In this threatening time for reproductive rights in America, a dark milestone is looming: Planned Parenthood announced on Tuesday that it would most likely be forced to stop providing abortions at its clinic in St. Louis, the last abortion clinic in Missouri, making it the only state in the country with zero abortion clinics.
The ending of abortion care in St. Louis would make clear that while Roe v. Wade, the 1973 Supreme Court decision that legalized abortion in the United States, continues to protect the right to abortion in all 50 states, that is becoming a right in name only in many places. What good is a legal right to abortion if a woman can’t get one?

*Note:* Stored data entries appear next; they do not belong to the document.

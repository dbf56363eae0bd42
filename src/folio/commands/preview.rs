use crate::commands::{CmdMessage, CmdResult, SitePaths};
use crate::config::SiteConfig;
use crate::error::{FolioError, Result};
use crate::preview::raster::{render_png, PreviewAssets};
use crate::preview::PreviewLayout;
use crate::store::ContentStore;
use std::fs;
use std::path::PathBuf;

/// Renders one post's preview image to `output`, or to `<out_dir>/og/<slug>.png`.
///
/// Drafts can be previewed; the image itself does not depend on draft status.
pub fn run<S: ContentStore>(
    store: &S,
    config: &SiteConfig,
    paths: &SitePaths,
    slug: &str,
    output: Option<PathBuf>,
) -> Result<CmdResult> {
    let posts = store.posts()?;
    let post = posts
        .iter()
        .find(|p| p.slug == slug)
        .ok_or_else(|| FolioError::Content(format!("no post with slug `{}`", slug)))?;

    let assets = PreviewAssets::load(&config.preview, &paths.root)?;
    let png = render_png(&PreviewLayout::for_post(post, config)?, &assets)?;

    let output = output.unwrap_or_else(|| {
        config
            .out_dir(&paths.root)
            .join("og")
            .join(format!("{}.png", slug))
    });
    if let Some(parent) = output.parent() {
        fs::create_dir_all(parent)?;
    }
    fs::write(&output, png)?;

    let mut result = CmdResult::default();
    result.add_message(CmdMessage::success(format!(
        "Wrote preview for `{}` to {}",
        slug,
        output.display()
    )));
    Ok(result.with_written(vec![output]))
}

#[cfg(test)]
mod tests {
    use super::*;
    use crate::model::fixtures::post;
    use crate::model::Pillar;
    use crate::store::memory::InMemoryStore;
    use tempfile::TempDir;

    fn paths(dir: &TempDir) -> SitePaths {
        SitePaths {
            root: dir.path().to_path_buf(),
        }
    }

    #[test]
    fn test_writes_to_default_location() {
        let dir = TempDir::new().unwrap();
        let store = InMemoryStore::new().with_post(post("hello", Pillar::Development));
        let result = run(&store, &SiteConfig::default(), &paths(&dir), "hello", None).unwrap();
        let expected = dir.path().join("dist/og/hello.png");
        assert_eq!(result.written, vec![expected.clone()]);
        assert!(expected.exists());
    }

    #[test]
    fn test_writes_to_explicit_output() {
        let dir = TempDir::new().unwrap();
        let store = InMemoryStore::new().with_post(post("hello", Pillar::Development));
        let output = dir.path().join("card.png");
        run(
            &store,
            &SiteConfig::default(),
            &paths(&dir),
            "hello",
            Some(output.clone()),
        )
        .unwrap();
        assert!(output.exists());
    }

    #[test]
    fn test_unknown_slug_is_an_error() {
        let dir = TempDir::new().unwrap();
        let store = InMemoryStore::new();
        let err = run(&store, &SiteConfig::default(), &paths(&dir), "ghost", None).unwrap_err();
        assert!(err.to_string().contains("no post with slug `ghost`"));
    }
}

Missouri had been one of six states with just one abortion clinic, after lawmakers and officials approved a tsunami of regulations that shut down the other facilities or forced them to stop providing abortions. The Supreme Court opened the door to such hurdles with its 1992 decision Planned Parenthood v. Casey, which both reaffirmed and modified the core of Roe, announcing that states may not impose an “undue burden” on a woman seeking an abortion. Opponents of the procedure have tested the court’s definition of “undue burden” ever since.
Anti-abortion measures in Missouri include strict limits on the use of private and public insurance to cover abortion, a ban on the use of telemedicine to administer abortions by medication, a parental consent requirement for minors, a mandate that doctors counsel patients in a way that’s meant to dissuade them from getting an abortion, and a mandatory 72-hour waiting period. And, as of last year, the state requires that abortion providers have admitting privileges at a hospital within 15 minutes of their clinic — a burden that reproductive health experts agree is medically unnecessary.